//! Kameo-based websocket debugging console.
//!
//! One upstream connection is owned by the [`ws::ConnectionManager`] actor,
//! which handles reconnect backoff, keep-alive probing and the inactivity
//! watchdog. The [`session::SessionCoordinator`] journals its events and
//! exposes the operator operations that [`http`] serves.

pub mod codec;
pub mod core;
pub mod http;
pub mod journal;
pub mod session;
pub mod testing;
pub mod transport;
pub mod ws;

pub use codec::{Codec, CodecError, MessageFormat, MessageValue, WirePayload};
pub use journal::{EntryKind, Journal, JournalEntry, JournalQuery};
pub use session::{Outcome, SessionArgs, SessionCoordinator};
pub use ws::{ConnectionManager, ConnectionManagerArgs};
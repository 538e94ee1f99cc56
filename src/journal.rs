use std::fmt;
use std::str::FromStr;

use serde::{Deserialize, Serialize};

use crate::core::{CircularBuffer, WebSocketError};

pub const DEFAULT_JOURNAL_CAPACITY: usize = 1000;

#[derive(Debug, Clone, Copy, PartialEq, Eq, Hash, Serialize, Deserialize)]
#[serde(rename_all = "lowercase")]
pub enum EntryKind {
    Sent,
    Received,
    Ping,
    Pong,
    Heartbeat,
    Open,
    Close,
    Error,
}

impl EntryKind {
    pub fn as_str(self) -> &'static str {
        match self {
            EntryKind::Sent => "sent",
            EntryKind::Received => "received",
            EntryKind::Ping => "ping",
            EntryKind::Pong => "pong",
            EntryKind::Heartbeat => "heartbeat",
            EntryKind::Open => "open",
            EntryKind::Close => "close",
            EntryKind::Error => "error",
        }
    }
}

impl fmt::Display for EntryKind {
    fn fmt(&self, f: &mut fmt::Formatter<'_>) -> fmt::Result {
        f.write_str(self.as_str())
    }
}

impl FromStr for EntryKind {
    type Err = WebSocketError;

    fn from_str(s: &str) -> Result<Self, Self::Err> {
        Ok(match s {
            "sent" => EntryKind::Sent,
            "received" => EntryKind::Received,
            "ping" => EntryKind::Ping,
            "pong" => EntryKind::Pong,
            "heartbeat" => EntryKind::Heartbeat,
            "open" => EntryKind::Open,
            "close" => EntryKind::Close,
            "error" => EntryKind::Error,
            other => {
                return Err(WebSocketError::InvalidState(format!(
                    "unknown message kind: {other}"
                )));
            }
        })
    }
}

#[derive(Debug, Clone, PartialEq, Eq, Serialize)]
#[serde(rename_all = "camelCase")]
pub struct JournalEntry {
    pub id: u64,
    /// Unix epoch milliseconds.
    pub timestamp: u64,
    pub kind: EntryKind,
    pub payload: String,
    pub is_binary: bool,
}

/// Filters for [`Journal::query`]. Time bounds are inclusive; `limit` keeps the
/// most recent N matches, and 0 means no limit.
#[derive(Debug, Clone, Default, PartialEq, Eq, Deserialize)]
#[serde(rename_all = "camelCase", default)]
pub struct JournalQuery {
    pub limit: Option<usize>,
    pub kind: Option<EntryKind>,
    pub since_time: Option<u64>,
    pub until_time: Option<u64>,
}

impl JournalQuery {
    fn matches(&self, entry: &JournalEntry) -> bool {
        self.kind.is_none_or(|kind| entry.kind == kind)
            && self.since_time.is_none_or(|since| entry.timestamp >= since)
            && self.until_time.is_none_or(|until| entry.timestamp <= until)
    }
}

/// Bounded, append-only traffic log. Oldest entries are evicted first.
#[derive(Debug, Clone)]
pub struct Journal {
    entries: CircularBuffer<JournalEntry>,
    next_id: u64,
}

impl Journal {
    pub fn new(capacity: usize) -> Self {
        Self {
            entries: CircularBuffer::new(capacity),
            next_id: 1,
        }
    }

    pub fn append(
        &mut self,
        timestamp: u64,
        kind: EntryKind,
        payload: impl Into<String>,
        is_binary: bool,
    ) -> JournalEntry {
        let entry = JournalEntry {
            id: self.next_id,
            timestamp,
            kind,
            payload: payload.into(),
            is_binary,
        };
        self.next_id += 1;
        self.entries.push(entry.clone());
        entry
    }

    pub fn query(&self, query: &JournalQuery) -> Vec<JournalEntry> {
        let mut matched: Vec<JournalEntry> = self
            .entries
            .iter()
            .filter(|entry| query.matches(entry))
            .cloned()
            .collect();

        if let Some(limit) = query.limit.filter(|limit| *limit > 0)
            && matched.len() > limit
        {
            matched.drain(..matched.len() - limit);
        }
        matched
    }

    pub fn clear(&mut self) {
        self.entries.clear();
    }

    pub fn len(&self) -> usize {
        self.entries.len()
    }

    pub fn is_empty(&self) -> bool {
        self.entries.is_empty()
    }

    pub fn capacity(&self) -> usize {
        self.entries.capacity()
    }
}

impl Default for Journal {
    fn default() -> Self {
        Self::new(DEFAULT_JOURNAL_CAPACITY)
    }
}

#[cfg(test)]
mod tests {
    use super::*;

    fn filled(count: u64) -> Journal {
        let mut journal = Journal::new(10);
        for i in 0..count {
            let kind = if i % 2 == 0 {
                EntryKind::Sent
            } else {
                EntryKind::Received
            };
            journal.append(1_000 + i, kind, format!("m{i}"), false);
        }
        journal
    }

    #[test]
    fn keeps_most_recent_entries_in_order() {
        let journal = filled(13);
        assert_eq!(journal.len(), 10);
        let all = journal.query(&JournalQuery::default());
        let payloads: Vec<_> = all.iter().map(|e| e.payload.as_str()).collect();
        assert_eq!(payloads.first(), Some(&"m3"));
        assert_eq!(payloads.last(), Some(&"m12"));
        assert!(all.windows(2).all(|w| w[0].id < w[1].id));
    }

    #[test]
    fn limit_applies_after_filtering() {
        let journal = filled(10);
        let sent = journal.query(&JournalQuery {
            limit: Some(2),
            kind: Some(EntryKind::Sent),
            ..JournalQuery::default()
        });
        let payloads: Vec<_> = sent.iter().map(|e| e.payload.as_str()).collect();
        assert_eq!(payloads, vec!["m6", "m8"]);
    }

    #[test]
    fn time_bounds_are_inclusive() {
        let journal = filled(10);
        let window = journal.query(&JournalQuery {
            since_time: Some(1_002),
            until_time: Some(1_004),
            ..JournalQuery::default()
        });
        assert_eq!(window.len(), 3);

        let unlimited = journal.query(&JournalQuery {
            limit: Some(0),
            ..JournalQuery::default()
        });
        assert_eq!(unlimited.len(), 10);
    }

    #[test]
    fn ids_stay_unique_across_clear() {
        let mut journal = filled(3);
        journal.clear();
        assert!(journal.is_empty());
        let entry = journal.append(5, EntryKind::Open, "", false);
        assert_eq!(entry.id, 4);
    }

    #[test]
    fn entry_serializes_camel_case() {
        let mut journal = Journal::default();
        let entry = journal.append(7, EntryKind::Heartbeat, "ping", false);
        let json = sonic_rs::to_string(&entry).unwrap();
        assert_eq!(
            json,
            r#"{"id":1,"timestamp":7,"kind":"heartbeat","payload":"ping","isBinary":false}"#
        );
        assert_eq!("pong".parse::<EntryKind>().unwrap(), EntryKind::Pong);
    }
}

*-*-*

TASK BRIEF: Write out the lines above from the one containing "let json = sonic_rs::to_string(&entry).unwrap();" through the last, exactly as they are.

RESULT:
        let json = sonic_rs::to_string(&entry).unwrap();
        assert_eq!(
            json,
            r#"{"id":1,"timestamp":7,"kind":"heartbeat","payload":"ping","isBinary":false}"#
        );
        assert_eq!("pong".parse::<EntryKind>().unwrap(), EntryKind::Pong);
    }
}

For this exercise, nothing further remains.